We head up the narrow, gravel road that goes to the Wildlife Viewing Area – but this time, we pass it.  We are in search of Salmon Glacier.  We know it is in this direction, but since we took our information books out of Brutus (and we do not tend to check them too closely anyway) that is all we know.  We drive up.  We drive up a narrow, windy gravel road.  We drive up a narrow, windy road that has no shoulders.  I like shoulders.  This narrow, windy, gravel road with no shoulders soon has nothing to one side of it.  I am not ready for this.  I close my eyes.  If I happen to open them, I do not look for vehicles coming the other direction. No, I want Sam to have good hearing in the years to come.  Instead, if I have to peek, I look up the sheer cliffs on my side.  Alpine grassy areas can be glimpsed if I look high enough, past all the crumbly looking rock at my side of the road.  I close my eyes a lot.  When Sam is able to find wide spots, he pulls over so I can look.  WOW! 



Salmon Glacier Climbing Mountain Range


Even though Sam offers to turn around, I tell him I want to go on.  The Salmon Glacier has started. It looks like a river or in some places the ice is so full of ground up mountain mass, that it looks like land.  It is amazing.  On and up it goes as we edge along the side of it, going up with it.  You would think that with the number of tourists that must come up this way, that this road would be a freeway.  I think that probably the inaccessible wilderness part, the great masses of snow, plus the perma-frost and all that gibberish, keeps this road and the view of this glacier, a unique experience.  Imagine seeing a glacier below you.
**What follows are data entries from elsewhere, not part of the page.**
//! Shared fixtures for handler and middleware tests.

use std::sync::{Arc, RwLock};

use actix_web::{http::header, web};
use chrono::{NaiveDate, Utc};
use jsonwebtoken::{encode, Algorithm, DecodingKey, EncodingKey, Header};
use serde_json::json;

use crate::{
    auth::{session::SessionKeys, Identity, JwtIdentityProvider},
    models::{
        settings::Settings,
        whitelist::{WhitelistStatus, WhitelistUser},
    },
    state::{AppState, Clock},
    store::memory::{FixtureStore, MemoryAccessStore},
};

pub const SESSION_SECRET: &str = "test-session-secret-test-session-secret";
pub const IDENTITY_SECRET: &str = "test-identity-secret-test-identity-secret";
pub const AUDIENCE: &str = "epi-console.apps.googleusercontent.com";
const ISSUER: &str = "https://accounts.google.com";

pub fn today() -> NaiveDate {
    NaiveDate::from_ymd_opt(2024, 6, 25).unwrap()
}

pub fn identity_provider() -> JwtIdentityProvider {
    JwtIdentityProvider::new(
        DecodingKey::from_secret(IDENTITY_SECRET.as_bytes()),
        Algorithm::HS256,
        AUDIENCE,
        &[ISSUER.to_string()],
    )
}

/// A Google-style ID token signed with the test identity secret.
pub fn google_token(uid: &str, email: &str) -> String {
    let claims = json!({
        "sub": uid,
        "email": email,
        "name": "Conta de Teste",
        "aud": AUDIENCE,
        "iss": ISSUER,
        "exp": Utc::now().timestamp() + 3600,
    });
    encode(
        &Header::new(Algorithm::HS256),
        &claims,
        &EncodingKey::from_secret(IDENTITY_SECRET.as_bytes()),
    )
    .unwrap()
}

pub fn consultant() -> WhitelistUser {
    WhitelistUser {
        _id: "uid-consultor".to_string(),
        email: "consultor@empresa-externa.com".to_string(),
        name: "João Consultor".to_string(),
        added_date: NaiveDate::from_ymd_opt(2025, 1, 15).unwrap(),
        added_by: "admin@empresa.com.br".to_string(),
        status: WhitelistStatus::Active,
    }
}

pub fn employee_identity() -> Identity {
    Identity {
        uid: "uid-joao".to_string(),
        email: "joao.silva@empresa.com.br".to_string(),
        name: "João Silva".to_string(),
    }
}

pub fn state() -> web::Data<AppState> {
    web::Data::new(AppState {
        records: Arc::new(FixtureStore::seeded()),
        access: Arc::new(MemoryAccessStore::with_users(vec![consultant()])),
        identity: Arc::new(identity_provider()),
        sessions: SessionKeys::new(SESSION_SECRET, 3600),
        settings: RwLock::new(Settings::default()),
        clock: Clock::Fixed(today()),
    })
}

/// `Authorization` header for a signed-in session of `identity`.
pub fn bearer(state: &AppState, identity: &Identity) -> (header::HeaderName, String) {
    let token = state.sessions.issue(identity).unwrap();
    (header::AUTHORIZATION, format!("Bearer {token}"))
}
The glacier looks like it is climbing the mountain range. Very long and wide, it rises and swooshes into a turn, up and away from the road onto a mountain range.  Viewed from the rest stop just before ‘summit’, the grandeur cannot be ignored.  Insignificant ones like us, can begin to unfurl our clinched fists and breath a few moments without  fear of slipping down onto or into the glacier from above.  It is vast.  The crevices are vast. Everything about this is vast.  Take a good camera, food/water, binoculars and blinders (if you are not the driver), to make this trip more enjoyable.  Be amazed!